▶ _Work instructions_: Write the records below out again. Match them exactly.

——

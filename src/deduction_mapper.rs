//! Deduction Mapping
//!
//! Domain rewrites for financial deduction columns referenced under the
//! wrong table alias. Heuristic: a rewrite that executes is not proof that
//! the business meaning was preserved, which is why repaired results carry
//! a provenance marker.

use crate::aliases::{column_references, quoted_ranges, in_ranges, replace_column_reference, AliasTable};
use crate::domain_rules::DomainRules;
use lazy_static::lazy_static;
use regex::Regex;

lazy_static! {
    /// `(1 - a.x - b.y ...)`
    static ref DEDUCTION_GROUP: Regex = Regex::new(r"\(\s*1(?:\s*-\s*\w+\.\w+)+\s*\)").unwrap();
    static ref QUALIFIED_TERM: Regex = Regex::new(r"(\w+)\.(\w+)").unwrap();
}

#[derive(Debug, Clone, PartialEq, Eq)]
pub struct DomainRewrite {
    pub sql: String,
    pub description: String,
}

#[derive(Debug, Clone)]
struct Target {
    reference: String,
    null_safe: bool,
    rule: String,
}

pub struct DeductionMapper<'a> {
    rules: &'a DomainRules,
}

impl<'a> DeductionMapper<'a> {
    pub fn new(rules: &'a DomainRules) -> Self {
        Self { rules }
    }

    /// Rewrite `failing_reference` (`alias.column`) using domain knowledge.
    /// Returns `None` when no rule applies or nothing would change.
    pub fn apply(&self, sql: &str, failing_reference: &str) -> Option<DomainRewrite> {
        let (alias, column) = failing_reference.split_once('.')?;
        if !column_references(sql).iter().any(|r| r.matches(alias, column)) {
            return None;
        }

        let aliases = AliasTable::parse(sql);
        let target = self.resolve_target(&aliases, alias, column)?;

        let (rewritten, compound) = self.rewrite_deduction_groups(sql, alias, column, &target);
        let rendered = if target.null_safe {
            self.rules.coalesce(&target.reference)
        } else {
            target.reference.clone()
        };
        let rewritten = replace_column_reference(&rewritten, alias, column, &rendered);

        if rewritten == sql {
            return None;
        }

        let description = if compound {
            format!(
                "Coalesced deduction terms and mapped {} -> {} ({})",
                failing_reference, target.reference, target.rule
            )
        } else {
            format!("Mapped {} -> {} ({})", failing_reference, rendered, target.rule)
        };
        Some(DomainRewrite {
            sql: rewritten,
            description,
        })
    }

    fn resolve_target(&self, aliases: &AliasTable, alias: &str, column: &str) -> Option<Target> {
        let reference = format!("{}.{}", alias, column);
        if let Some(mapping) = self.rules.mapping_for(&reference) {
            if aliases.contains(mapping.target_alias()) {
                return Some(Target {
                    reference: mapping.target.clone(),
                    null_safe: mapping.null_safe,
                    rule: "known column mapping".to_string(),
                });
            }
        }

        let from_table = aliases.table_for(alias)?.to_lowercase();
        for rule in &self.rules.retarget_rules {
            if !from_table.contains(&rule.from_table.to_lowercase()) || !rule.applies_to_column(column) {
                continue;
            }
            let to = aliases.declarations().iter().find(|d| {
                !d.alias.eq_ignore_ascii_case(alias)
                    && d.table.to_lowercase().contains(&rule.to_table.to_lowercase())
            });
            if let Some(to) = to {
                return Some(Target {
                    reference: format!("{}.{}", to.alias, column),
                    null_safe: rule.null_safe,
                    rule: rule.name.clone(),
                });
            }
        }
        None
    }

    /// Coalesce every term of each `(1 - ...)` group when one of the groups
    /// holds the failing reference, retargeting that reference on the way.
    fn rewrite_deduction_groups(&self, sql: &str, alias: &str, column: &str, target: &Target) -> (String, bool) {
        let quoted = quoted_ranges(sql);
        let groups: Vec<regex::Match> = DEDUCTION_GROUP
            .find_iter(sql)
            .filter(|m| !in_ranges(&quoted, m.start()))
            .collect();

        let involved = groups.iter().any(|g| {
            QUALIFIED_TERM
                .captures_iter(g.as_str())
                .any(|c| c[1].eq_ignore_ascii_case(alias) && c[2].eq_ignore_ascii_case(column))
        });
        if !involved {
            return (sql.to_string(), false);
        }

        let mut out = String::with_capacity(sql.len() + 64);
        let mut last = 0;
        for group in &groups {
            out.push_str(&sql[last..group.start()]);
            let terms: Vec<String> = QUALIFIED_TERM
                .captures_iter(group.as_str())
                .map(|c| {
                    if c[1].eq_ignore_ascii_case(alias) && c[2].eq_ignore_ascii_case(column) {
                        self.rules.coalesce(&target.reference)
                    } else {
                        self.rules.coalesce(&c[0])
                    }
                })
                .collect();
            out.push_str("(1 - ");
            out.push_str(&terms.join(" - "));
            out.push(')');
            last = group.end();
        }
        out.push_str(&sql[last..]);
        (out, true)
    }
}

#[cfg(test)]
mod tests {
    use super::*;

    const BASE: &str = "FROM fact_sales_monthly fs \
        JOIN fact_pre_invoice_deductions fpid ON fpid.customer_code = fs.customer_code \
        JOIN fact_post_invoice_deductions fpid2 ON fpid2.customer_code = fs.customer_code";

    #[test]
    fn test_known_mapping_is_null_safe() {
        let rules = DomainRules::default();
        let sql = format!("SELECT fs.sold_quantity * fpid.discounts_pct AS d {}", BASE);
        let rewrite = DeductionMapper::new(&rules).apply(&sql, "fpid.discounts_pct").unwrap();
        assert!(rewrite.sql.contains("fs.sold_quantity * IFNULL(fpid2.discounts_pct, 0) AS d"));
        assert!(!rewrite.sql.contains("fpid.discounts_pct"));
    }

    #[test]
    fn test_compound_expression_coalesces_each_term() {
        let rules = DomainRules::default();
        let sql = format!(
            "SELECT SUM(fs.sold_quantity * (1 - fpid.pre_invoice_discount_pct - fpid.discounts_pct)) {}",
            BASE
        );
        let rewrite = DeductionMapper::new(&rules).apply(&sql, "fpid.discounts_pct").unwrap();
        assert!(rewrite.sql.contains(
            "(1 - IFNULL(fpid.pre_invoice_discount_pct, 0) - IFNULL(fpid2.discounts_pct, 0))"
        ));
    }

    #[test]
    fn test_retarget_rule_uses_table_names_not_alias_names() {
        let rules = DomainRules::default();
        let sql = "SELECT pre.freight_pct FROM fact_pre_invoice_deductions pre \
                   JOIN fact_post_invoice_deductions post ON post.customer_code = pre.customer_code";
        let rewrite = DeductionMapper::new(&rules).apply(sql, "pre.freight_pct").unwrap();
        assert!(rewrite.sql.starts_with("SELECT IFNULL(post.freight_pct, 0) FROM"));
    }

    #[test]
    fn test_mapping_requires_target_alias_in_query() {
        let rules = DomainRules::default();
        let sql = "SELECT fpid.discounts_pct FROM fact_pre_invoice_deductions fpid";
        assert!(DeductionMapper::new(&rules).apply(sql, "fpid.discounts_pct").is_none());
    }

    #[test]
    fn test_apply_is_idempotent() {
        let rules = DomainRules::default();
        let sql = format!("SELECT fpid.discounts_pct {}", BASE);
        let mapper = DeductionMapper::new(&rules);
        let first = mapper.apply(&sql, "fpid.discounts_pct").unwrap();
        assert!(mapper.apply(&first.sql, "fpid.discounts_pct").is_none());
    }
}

——

▶ _Answer_:
filename src/deduction_mapper.rs
//! Deduction Mapping
//!
//! Domain rewrites for financial deduction columns referenced under the
//! wrong table alias. Heuristic: a rewrite that executes is not proof that
//! the business meaning was preserved, which is why repaired results carry
//! a provenance marker.

use crate::aliases::{column_references, quoted_ranges, in_ranges, replace_column_reference, AliasTable};
use crate::domain_rules::DomainRules;
use lazy_static::lazy_static;
use regex::Regex;

lazy_static! {
    /// `(1 - a.x - b.y ...)`
    static ref DEDUCTION_GROUP: Regex = Regex::new(r"\(\s*1(?:\s*-\s*\w+\.\w+)+\s*\)").unwrap();
    static ref QUALIFIED_TERM: Regex = Regex::new(r"(\w+)\.(\w+)").unwrap();
}

#[derive(Debug, Clone, PartialEq, Eq)]
pub struct DomainRewrite {
    pub sql: String,
    pub description: String,
}

#[derive(Debug, Clone)]
struct Target {
    reference: String,
    null_safe: bool,
    rule: String,
}

pub struct DeductionMapper<'a> {
    rules: &'a DomainRules,
}

impl<'a> DeductionMapper<'a> {
    pub fn new(rules: &'a DomainRules) -> Self {
        Self { rules }
    }

    /// Rewrite `failing_reference` (`alias.column`) using domain knowledge.
    /// Returns `None` when no rule applies or nothing would change.
    pub fn apply(&self, sql: &str, failing_reference: &str) -> Option<DomainRewrite> {
        let (alias, column) = failing_reference.split_once('.')?;
        if !column_references(sql).iter().any(|r| r.matches(alias, column)) {
            return None;
        }

        let aliases = AliasTable::parse(sql);
        let target = self.resolve_target(&aliases, alias, column)?;

        let (rewritten, compound) = self.rewrite_deduction_groups(sql, alias, column, &target);
        let rendered = if target.null_safe {
            self.rules.coalesce(&target.reference)
        } else {
            target.reference.clone()
        };
        let rewritten = replace_column_reference(&rewritten, alias, column, &rendered);

        if rewritten == sql {
            return None;
        }

        let description = if compound {
            format!(
                "Coalesced deduction terms and mapped {} -> {} ({})",
                failing_reference, target.reference, target.rule
            )
        } else {
            format!("Mapped {} -> {} ({})", failing_reference, rendered, target.rule)
        };
        Some(DomainRewrite {
            sql: rewritten,
            description,
        })
    }

    fn resolve_target(&self, aliases: &AliasTable, alias: &str, column: &str) -> Option<Target> {
        let reference = format!("{}.{}", alias, column);
        if let Some(mapping) = self.rules.mapping_for(&reference) {
            if aliases.contains(mapping.target_alias()) {
                return Some(Target {
                    reference: mapping.target.clone(),
                    null_safe: mapping.null_safe,
                    rule: "known column mapping".to_string(),
                });
            }
        }

        let from_table = aliases.table_for(alias)?.to_lowercase();
        for rule in &self.rules.retarget_rules {
            if !from_table.contains(&rule.from_table.to_lowercase()) || !rule.applies_to_column(column) {
                continue;
            }
            let to = aliases.declarations().iter().find(|d| {
                !d.alias.eq_ignore_ascii_case(alias)
                    && d.table.to_lowercase().contains(&rule.to_table.to_lowercase())
            });
            if let Some(to) = to {
                return Some(Target {
                    reference: format!("{}.{}", to.alias, column),
                    null_safe: rule.null_safe,
                    rule: rule.name.clone(),
                });
            }
        }
        None
    }

    /// Coalesce every term of each `(1 - ...)` group when one of the groups
    /// holds the failing reference, retargeting that reference on the way.
    fn rewrite_deduction_groups(&self, sql: &str, alias: &str, column: &str, target: &Target) -> (String, bool) {
        let quoted = quoted_ranges(sql);
        let groups: Vec<regex::Match> = DEDUCTION_GROUP
            .find_iter(sql)
            .filter(|m| !in_ranges(&quoted, m.start()))
            .collect();

        let involved = groups.iter().any(|g| {
            QUALIFIED_TERM
                .captures_iter(g.as_str())
                .any(|c| c[1].eq_ignore_ascii_case(alias) && c[2].eq_ignore_ascii_case(column))
        });
        if !involved {
            return (sql.to_string(), false);
        }

        let mut out = String::with_capacity(sql.len() + 64);
        let mut last = 0;
        for group in &groups {
            out.push_str(&sql[last..group.start()]);
            let terms: Vec<String> = QUALIFIED_TERM
                .captures_iter(group.as_str())
                .map(|c| {
                    if c[1].eq_ignore_ascii_case(alias) && c[2].eq_ignore_ascii_case(column) {
                        self.rules.coalesce(&target.reference)
                    } else {
                        self.rules.coalesce(&c[0])
                    }
                })
                .collect();
            out.push_str("(1 - ");
            out.push_str(&terms.join(" - "));
            out.push(')');
            last = group.end();
        }
        out.push_str(&sql[last..]);
        (out, true)
    }
}

#[cfg(test)]
mod tests {
    use super::*;

    const BASE: &str = "FROM fact_sales_monthly fs \
        JOIN fact_pre_invoice_deductions fpid ON fpid.customer_code = fs.customer_code \
        JOIN fact_post_invoice_deductions fpid2 ON fpid2.customer_code = fs.customer_code";

    #[test]
    fn test_known_mapping_is_null_safe() {
        let rules = DomainRules::default();
        let sql = format!("SELECT fs.sold_quantity * fpid.discounts_pct AS d {}", BASE);
        let rewrite = DeductionMapper::new(&rules).apply(&sql, "fpid.discounts_pct").unwrap();
        assert!(rewrite.sql.contains("fs.sold_quantity * IFNULL(fpid2.discounts_pct, 0) AS d"));
        assert!(!rewrite.sql.contains("fpid.discounts_pct"));
    }

    #[test]
    fn test_compound_expression_coalesces_each_term() {
        let rules = DomainRules::default();
        let sql = format!(
            "SELECT SUM(fs.sold_quantity * (1 - fpid.pre_invoice_discount_pct - fpid.discounts_pct)) {}",
            BASE
        );
        let rewrite = DeductionMapper::new(&rules).apply(&sql, "fpid.discounts_pct").unwrap();
        assert!(rewrite.sql.contains(
            "(1 - IFNULL(fpid.pre_invoice_discount_pct, 0) - IFNULL(fpid2.discounts_pct, 0))"
        ));
    }

    #[test]
    fn test_retarget_rule_uses_table_names_not_alias_names() {
        let rules = DomainRules::default();
        let sql = "SELECT pre.freight_pct FROM fact_pre_invoice_deductions pre \
                   JOIN fact_post_invoice_deductions post ON post.customer_code = pre.customer_code";
        let rewrite = DeductionMapper::new(&rules).apply(sql, "pre.freight_pct").unwrap();
        assert!(rewrite.sql.starts_with("SELECT IFNULL(post.freight_pct, 0) FROM"));
    }

    #[test]
    fn test_mapping_requires_target_alias_in_query() {
        let rules = DomainRules::default();
        let sql = "SELECT fpid.discounts_pct FROM fact_pre_invoice_deductions fpid";
        assert!(DeductionMapper::new(&rules).apply(sql, "fpid.discounts_pct").is_none());
    }

    #[test]
    fn test_apply_is_idempotent() {
        let rules = DomainRules::default();
        let sql = format!("SELECT fpid.discounts_pct {}", BASE);
        let mapper = DeductionMapper::new(&rules);
        let first = mapper.apply(&sql, "fpid.discounts_pct").unwrap();
        assert!(mapper.apply(&first.sql, "fpid.discounts_pct").is_none());
    }
}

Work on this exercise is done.